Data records
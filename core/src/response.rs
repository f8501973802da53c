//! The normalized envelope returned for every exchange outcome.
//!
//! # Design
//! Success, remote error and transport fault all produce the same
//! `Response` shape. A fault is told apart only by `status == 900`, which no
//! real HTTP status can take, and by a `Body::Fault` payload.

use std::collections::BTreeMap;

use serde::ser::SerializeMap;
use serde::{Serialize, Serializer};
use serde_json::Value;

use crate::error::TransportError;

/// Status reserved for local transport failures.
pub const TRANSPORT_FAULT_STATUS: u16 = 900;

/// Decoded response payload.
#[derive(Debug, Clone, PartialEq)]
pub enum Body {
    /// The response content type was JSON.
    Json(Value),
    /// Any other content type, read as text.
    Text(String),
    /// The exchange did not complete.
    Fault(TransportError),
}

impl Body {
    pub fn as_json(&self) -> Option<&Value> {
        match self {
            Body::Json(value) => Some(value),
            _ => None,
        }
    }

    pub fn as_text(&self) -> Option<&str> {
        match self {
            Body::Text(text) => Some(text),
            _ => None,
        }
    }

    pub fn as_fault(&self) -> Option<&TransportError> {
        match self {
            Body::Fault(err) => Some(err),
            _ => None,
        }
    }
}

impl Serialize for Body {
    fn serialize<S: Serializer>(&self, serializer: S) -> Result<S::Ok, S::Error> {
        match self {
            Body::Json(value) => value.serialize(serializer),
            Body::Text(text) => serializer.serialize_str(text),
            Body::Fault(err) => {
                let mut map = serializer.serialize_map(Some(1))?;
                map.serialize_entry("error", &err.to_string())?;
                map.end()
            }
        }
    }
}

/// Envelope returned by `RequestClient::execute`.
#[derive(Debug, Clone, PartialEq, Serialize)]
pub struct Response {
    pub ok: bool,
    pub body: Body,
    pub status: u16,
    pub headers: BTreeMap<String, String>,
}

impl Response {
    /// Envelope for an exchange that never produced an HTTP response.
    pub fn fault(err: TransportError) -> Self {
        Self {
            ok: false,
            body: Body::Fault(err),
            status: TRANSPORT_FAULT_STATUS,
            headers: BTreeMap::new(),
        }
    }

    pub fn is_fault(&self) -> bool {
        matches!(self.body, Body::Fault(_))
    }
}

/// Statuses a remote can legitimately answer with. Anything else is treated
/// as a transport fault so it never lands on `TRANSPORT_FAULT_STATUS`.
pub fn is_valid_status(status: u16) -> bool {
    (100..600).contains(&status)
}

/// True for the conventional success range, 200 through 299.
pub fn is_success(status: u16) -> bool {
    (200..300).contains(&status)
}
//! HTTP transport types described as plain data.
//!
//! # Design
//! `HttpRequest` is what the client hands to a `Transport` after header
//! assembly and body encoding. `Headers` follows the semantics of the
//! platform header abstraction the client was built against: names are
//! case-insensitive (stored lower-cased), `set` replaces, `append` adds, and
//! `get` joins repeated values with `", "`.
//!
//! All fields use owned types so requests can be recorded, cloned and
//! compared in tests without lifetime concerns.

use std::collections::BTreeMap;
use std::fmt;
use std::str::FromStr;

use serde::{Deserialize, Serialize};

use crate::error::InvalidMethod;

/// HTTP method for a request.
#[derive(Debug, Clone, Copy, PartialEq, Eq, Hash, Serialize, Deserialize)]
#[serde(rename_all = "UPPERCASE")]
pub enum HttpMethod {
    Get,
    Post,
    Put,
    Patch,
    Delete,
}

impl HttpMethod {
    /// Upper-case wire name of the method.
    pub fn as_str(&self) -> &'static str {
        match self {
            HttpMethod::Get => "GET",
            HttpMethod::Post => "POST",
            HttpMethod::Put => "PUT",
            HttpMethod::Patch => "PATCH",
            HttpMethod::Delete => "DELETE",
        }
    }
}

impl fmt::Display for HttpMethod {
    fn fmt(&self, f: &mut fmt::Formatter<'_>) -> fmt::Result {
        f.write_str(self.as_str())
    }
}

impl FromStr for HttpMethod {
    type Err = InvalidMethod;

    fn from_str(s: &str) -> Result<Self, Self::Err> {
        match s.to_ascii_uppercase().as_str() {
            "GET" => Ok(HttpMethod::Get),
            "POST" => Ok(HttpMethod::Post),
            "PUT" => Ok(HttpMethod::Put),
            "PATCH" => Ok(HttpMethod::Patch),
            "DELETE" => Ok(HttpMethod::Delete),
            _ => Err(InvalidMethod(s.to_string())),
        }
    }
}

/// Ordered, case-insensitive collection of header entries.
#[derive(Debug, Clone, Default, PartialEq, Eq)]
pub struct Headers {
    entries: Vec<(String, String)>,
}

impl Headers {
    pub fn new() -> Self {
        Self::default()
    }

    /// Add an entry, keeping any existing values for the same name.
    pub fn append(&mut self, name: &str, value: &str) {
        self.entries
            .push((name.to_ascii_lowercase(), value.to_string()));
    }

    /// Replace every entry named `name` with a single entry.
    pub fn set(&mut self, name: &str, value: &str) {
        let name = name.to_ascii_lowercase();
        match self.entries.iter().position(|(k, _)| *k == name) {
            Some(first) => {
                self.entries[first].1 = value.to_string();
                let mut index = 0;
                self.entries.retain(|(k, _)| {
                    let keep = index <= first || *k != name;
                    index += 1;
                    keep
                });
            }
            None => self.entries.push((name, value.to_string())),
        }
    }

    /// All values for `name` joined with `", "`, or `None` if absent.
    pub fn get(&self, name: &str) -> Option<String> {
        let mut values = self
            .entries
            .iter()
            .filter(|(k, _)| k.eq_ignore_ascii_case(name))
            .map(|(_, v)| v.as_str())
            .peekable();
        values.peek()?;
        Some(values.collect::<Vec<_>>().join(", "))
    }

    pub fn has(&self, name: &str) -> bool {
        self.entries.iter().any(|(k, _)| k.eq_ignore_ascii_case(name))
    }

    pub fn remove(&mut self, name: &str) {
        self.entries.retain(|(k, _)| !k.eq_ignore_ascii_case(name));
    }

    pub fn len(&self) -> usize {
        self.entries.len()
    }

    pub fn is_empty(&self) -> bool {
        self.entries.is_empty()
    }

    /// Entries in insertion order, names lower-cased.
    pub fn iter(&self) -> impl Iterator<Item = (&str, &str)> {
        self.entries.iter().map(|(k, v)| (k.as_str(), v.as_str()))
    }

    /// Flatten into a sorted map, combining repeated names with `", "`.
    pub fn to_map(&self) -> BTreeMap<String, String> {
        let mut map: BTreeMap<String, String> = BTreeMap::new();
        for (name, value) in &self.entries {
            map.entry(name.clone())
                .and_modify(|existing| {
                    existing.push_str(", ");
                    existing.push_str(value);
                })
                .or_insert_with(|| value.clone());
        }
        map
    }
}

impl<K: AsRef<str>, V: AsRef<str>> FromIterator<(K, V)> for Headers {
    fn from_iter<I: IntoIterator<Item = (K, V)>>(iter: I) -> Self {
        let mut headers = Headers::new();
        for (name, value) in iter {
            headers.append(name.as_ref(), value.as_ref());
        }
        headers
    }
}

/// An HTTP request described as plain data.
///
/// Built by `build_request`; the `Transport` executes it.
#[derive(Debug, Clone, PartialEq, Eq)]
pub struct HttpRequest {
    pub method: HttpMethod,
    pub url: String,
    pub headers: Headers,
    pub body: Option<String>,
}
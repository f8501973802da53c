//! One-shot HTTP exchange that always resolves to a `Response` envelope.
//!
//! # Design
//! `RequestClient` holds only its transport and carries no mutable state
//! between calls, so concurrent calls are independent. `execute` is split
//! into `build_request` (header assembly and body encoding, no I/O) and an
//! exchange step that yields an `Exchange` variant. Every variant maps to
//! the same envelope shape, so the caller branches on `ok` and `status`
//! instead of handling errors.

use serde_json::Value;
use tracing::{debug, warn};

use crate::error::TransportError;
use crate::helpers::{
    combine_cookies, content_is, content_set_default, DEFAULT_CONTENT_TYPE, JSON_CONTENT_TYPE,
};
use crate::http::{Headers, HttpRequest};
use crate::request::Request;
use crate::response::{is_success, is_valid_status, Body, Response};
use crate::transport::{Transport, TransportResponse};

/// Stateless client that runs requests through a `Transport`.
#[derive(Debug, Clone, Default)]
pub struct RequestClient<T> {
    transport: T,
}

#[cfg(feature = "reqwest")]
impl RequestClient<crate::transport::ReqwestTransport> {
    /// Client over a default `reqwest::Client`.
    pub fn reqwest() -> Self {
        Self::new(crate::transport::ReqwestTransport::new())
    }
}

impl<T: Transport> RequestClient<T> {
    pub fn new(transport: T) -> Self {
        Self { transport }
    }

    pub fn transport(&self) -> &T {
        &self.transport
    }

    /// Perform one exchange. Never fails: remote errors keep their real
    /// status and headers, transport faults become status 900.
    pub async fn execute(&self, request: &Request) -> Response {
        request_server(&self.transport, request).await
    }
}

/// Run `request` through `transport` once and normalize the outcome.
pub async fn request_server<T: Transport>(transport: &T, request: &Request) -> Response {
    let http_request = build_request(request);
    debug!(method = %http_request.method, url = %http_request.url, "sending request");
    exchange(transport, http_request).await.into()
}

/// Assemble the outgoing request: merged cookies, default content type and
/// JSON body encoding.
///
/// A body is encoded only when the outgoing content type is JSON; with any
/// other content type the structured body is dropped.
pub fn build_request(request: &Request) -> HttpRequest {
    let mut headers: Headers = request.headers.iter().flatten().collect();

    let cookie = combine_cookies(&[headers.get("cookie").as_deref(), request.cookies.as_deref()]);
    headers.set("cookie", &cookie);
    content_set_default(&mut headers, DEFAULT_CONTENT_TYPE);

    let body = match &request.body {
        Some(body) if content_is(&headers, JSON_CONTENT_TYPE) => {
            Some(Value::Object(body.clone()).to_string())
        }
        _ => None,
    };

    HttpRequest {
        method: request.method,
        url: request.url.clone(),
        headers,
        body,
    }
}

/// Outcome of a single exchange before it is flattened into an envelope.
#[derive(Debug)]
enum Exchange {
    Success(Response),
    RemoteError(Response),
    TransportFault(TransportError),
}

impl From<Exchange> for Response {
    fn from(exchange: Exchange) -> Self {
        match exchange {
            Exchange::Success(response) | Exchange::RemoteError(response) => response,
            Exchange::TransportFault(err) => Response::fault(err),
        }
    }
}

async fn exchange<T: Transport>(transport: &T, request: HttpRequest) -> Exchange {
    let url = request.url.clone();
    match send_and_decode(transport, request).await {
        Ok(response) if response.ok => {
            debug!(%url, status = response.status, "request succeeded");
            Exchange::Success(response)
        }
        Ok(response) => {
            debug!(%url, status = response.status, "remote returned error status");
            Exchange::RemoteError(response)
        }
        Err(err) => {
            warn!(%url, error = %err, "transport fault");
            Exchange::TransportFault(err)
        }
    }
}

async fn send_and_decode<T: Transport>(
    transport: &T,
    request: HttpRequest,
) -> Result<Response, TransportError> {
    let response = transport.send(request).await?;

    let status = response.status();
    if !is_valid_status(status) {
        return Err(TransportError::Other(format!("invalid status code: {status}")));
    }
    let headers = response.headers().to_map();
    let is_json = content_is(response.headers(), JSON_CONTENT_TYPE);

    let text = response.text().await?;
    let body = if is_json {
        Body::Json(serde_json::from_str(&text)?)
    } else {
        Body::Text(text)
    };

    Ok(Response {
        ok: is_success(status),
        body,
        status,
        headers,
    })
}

• EXERCISE DIRECTIONS: Reproduce the lines of the entries above from the one with "pub fn to_map(&self)" to the one with "variant maps to", both included, exactly and without any other line.

• OUTPUT FOR THIS TASK:
    pub fn to_map(&self) -> BTreeMap<String, String> {
        let mut map: BTreeMap<String, String> = BTreeMap::new();
        for (name, value) in &self.entries {
            map.entry(name.clone())
                .and_modify(|existing| {
                    existing.push_str(", ");
                    existing.push_str(value);
                })
                .or_insert_with(|| value.clone());
        }
        map
    }
}

impl<K: AsRef<str>, V: AsRef<str>> FromIterator<(K, V)> for Headers {
    fn from_iter<I: IntoIterator<Item = (K, V)>>(iter: I) -> Self {
        let mut headers = Headers::new();
        for (name, value) in iter {
            headers.append(name.as_ref(), value.as_ref());
        }
        headers
    }
}

/// An HTTP request described as plain data.
///
/// Built by `build_request`; the `Transport` executes it.
#[derive(Debug, Clone, PartialEq, Eq)]
pub struct HttpRequest {
    pub method: HttpMethod,
    pub url: String,
    pub headers: Headers,
    pub body: Option<String>,
}
repository f8501973802da53c
//! One-shot HTTP exchange that always resolves to a `Response` envelope.
//!
//! # Design
//! `RequestClient` holds only its transport and carries no mutable state
//! between calls, so concurrent calls are independent. `execute` is split
//! into `build_request` (header assembly and body encoding, no I/O) and an
//! exchange step that yields an `Exchange` variant. Every variant maps to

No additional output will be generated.